I’ve been struggling to find any meaningful information pertaining to the Carlos ever since I first saw the bike advertised on Gumtree. The guys at the Vintage Bike Cave couldn't tell me much either, other than that the company originated from somewhere in north-east France. I like to think I'm fairly adept at sourcing intelligence on the world-wide-web, but all I could find was a discussion on Bike Forums (under a thread headed 'Classic & Vintage - Where are the Belgian Frames?') in which somebody had announced that, ‘Carlos was basically a French make, close to the Belgian border.’ I’d found this snippet of near worthless material – for it merely corroborated what the Vintage Bike Cave already told me – by typing something like ‘French bicycle Carlos 1980s manufacturer’ into my search-engine.
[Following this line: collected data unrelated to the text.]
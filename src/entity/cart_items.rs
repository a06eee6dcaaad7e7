use sea_orm::entity::prelude::*;

#[derive(Clone, Debug, PartialEq, DeriveEntityModel)]
#[sea_orm(table_name = "cart_items")]
pub struct Model {
    #[sea_orm(primary_key, auto_increment = false)]
    pub id: Uuid,
    pub user_id: Uuid,
    pub product_id: Uuid,
    pub quantity: i32,
    pub created_at: DateTimeWithTimeZone,
    pub updated_at: DateTimeWithTimeZone,
}

#[derive(Copy, Clone, Debug, EnumIter, DeriveRelation)]
pub enum Relation {
    #[sea_orm(
        belongs_to = "super::users::Entity",
        from = "Column::UserId",
        to = "super::users::Column::Id"
    )]
    Users,
    #[sea_orm(
        belongs_to = "super::products::Entity",
        from = "Column::ProductId",
        to = "super::products::Column::Id"
    )]
    Products,
}

impl Related<super::users::Entity> for Entity {
    fn to() -> RelationDef {
        Relation::Users.def()
    }
}

impl Related<super::products::Entity> for Entity {
    fn to() -> RelationDef {
        Relation::Products.def()
    }
}

impl ActiveModelBehavior for ActiveModel {}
            Once the bike was mine, and I could study it more closely, I’d employed the tack of adding various components to my search: Ofmega (shifters), Suntour and Triplex (derailleurs), Vetta Gel (saddle), Shimano 105 (headset), and Gian Roberts (chainring) – but still nothing. Frustrated, I widened my investigation even further by using Google France and writing in French (Belgique, bicyclette, Francais…). This reaped instant reward. I unearthed a thread on some French website that alluded to Carlos being a Belgian company (with amused references to the Venezuelan political terrorist Carlos the Jackal thrown in) and the fact that a few Belgian teams used to race their bikes during the seventies and eighties. This was progress of sorts, if only because it was my first indication that Carlos used to make half-decent bicycles.
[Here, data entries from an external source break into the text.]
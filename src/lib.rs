pub mod audit;
pub mod config;
pub mod db;
pub mod dto;
pub mod entity;
pub mod error;
pub mod middleware;
pub mod models;
pub mod response;
pub mod routes;
pub mod services;
pub mod state;
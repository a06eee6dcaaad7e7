pub mod cart_items;
pub mod order_items;
pub mod orders;
pub mod products;
pub mod users;

pub use cart_items::Entity as CartItems;
pub use order_items::Entity as OrderItems;
pub use orders::Entity as Orders;
pub use products::Entity as Products;
pub use users::Entity as Users;
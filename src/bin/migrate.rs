use storefront_orders::{config::AppConfig, db::{create_pool, run_migrations}};

#[tokio::main]
async fn main() -> anyhow::Result<()> {
    dotenvy::dotenv().ok();
    let config = AppConfig::from_env()?;
    let pool = create_pool(&config).await?;
    run_migrations(&pool).await?;
    println!("Migrations applied");
    Ok(())
}
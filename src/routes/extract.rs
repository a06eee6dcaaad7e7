use axum::extract::{FromRequest, FromRequestParts};

use crate::error::AppError;

/// `Json` whose rejections render as a 400 in the usual response envelope.
#[derive(Debug, FromRequest)]
#[from_request(via(axum::Json), rejection(AppError))]
pub struct AppJson<T>(pub T);

/// `Path` whose rejections render as a 400 in the usual response envelope.
#[derive(Debug, FromRequestParts)]
#[from_request(via(axum::extract::Path), rejection(AppError))]
pub struct AppPath<T>(pub T);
            Slightly obsessed, I started trawling through any cycling archive I could find, on the lookout for obscure pro-team names from the seventies and eighties. At first this proved futile, but did inadvertently direct me – via a brief overview of the 1982 Giro d’Italia on Wikipedia, and the Belgian rider Lucien Van Impe’s 4th place finish in it – to a comprehensive list of all the professional Belgian riders that have ever competitively ridden a bicycle and the teams they raced for. I was nearing the end of this inventory when I clicked on the name of a Belgian Cyclist called Eddy Vanhaerens who it transpired once raced for a team called Carlos-Galli-Alan! Running a search on Carlos-Galli-Alan led me in turn to a website called Cycling Archives, an old photograph of said team and the results garnered during their singular year in existence. It seems that a Mr Dirk Baert was actually Carlos-Galli-Alan’s most successful cyclist, with three placings compared to Vanhaerens’ one, and probably should have featured on Wikipedia’s list of professional Belgian cyclists too. Anyway, feeding the phrase ‘Dirk Baert Carlos’ into Google revealed not only a great vision of the man, but the fact that he had also ridden for Carlos Cycles in 1975, Carlos-Galli in 1976 and 1979, and a team called Carlos-Gipiemme in 1977. Dirk had been those teams’ star man as well.



 
(Dirk Baert - Courtesy: Guy Didieu)



Born in Zwevegem, Belgium, in 1949, Dirk had embarked on his vocation with a team called Hertekamp-Magniflex in May 1970. In 1971 he moved to the more well-known Flandria-Mars marquee and continued to change teams every year before moving to Carlos Cycles in 1975, and remaining with them – or a variation thereof – until 1979. A time-trial specialist, Cycling Archives attributes 87 victories to the man, most of them road-races and criteriums. But he did partake in a few tours, and in 1974, riding for MIC-Ludo-Gribaldy, he competed in his only Tour de France, finishing 93rd in the General Classification; along the way, he came in 5th in the prologue in Brest; 7th on Stage 6; 6th on stages 8, 14, 20, and 21 (part a); and 4th on Stage 21 (part b). Eddy Merckx won that year, and I hope that Dirk looks back on his own participation with some pride. (Do you think he does?)
So Dirk’s the main man as far as Carlos is concerned, although he’s brought me no closer to finding out anything about the bicycles Carlos built, let alone how old my Carlos actually is. It's an ambiguous issue anyway, because bikes are very often re-badged, or built in conjunction with other firms. From the pictures on Cycling Archives, for example, it's clear that Alan bikes were ridden by at least one of the permutations of the Carlos marque (as is evident from studying the picture above). Still, the ambiguous Franco-Belgian credentials of Carlos established, I now have a theme with which to inform my prospective team name. I will attend to this matter when that damned jersey shows up.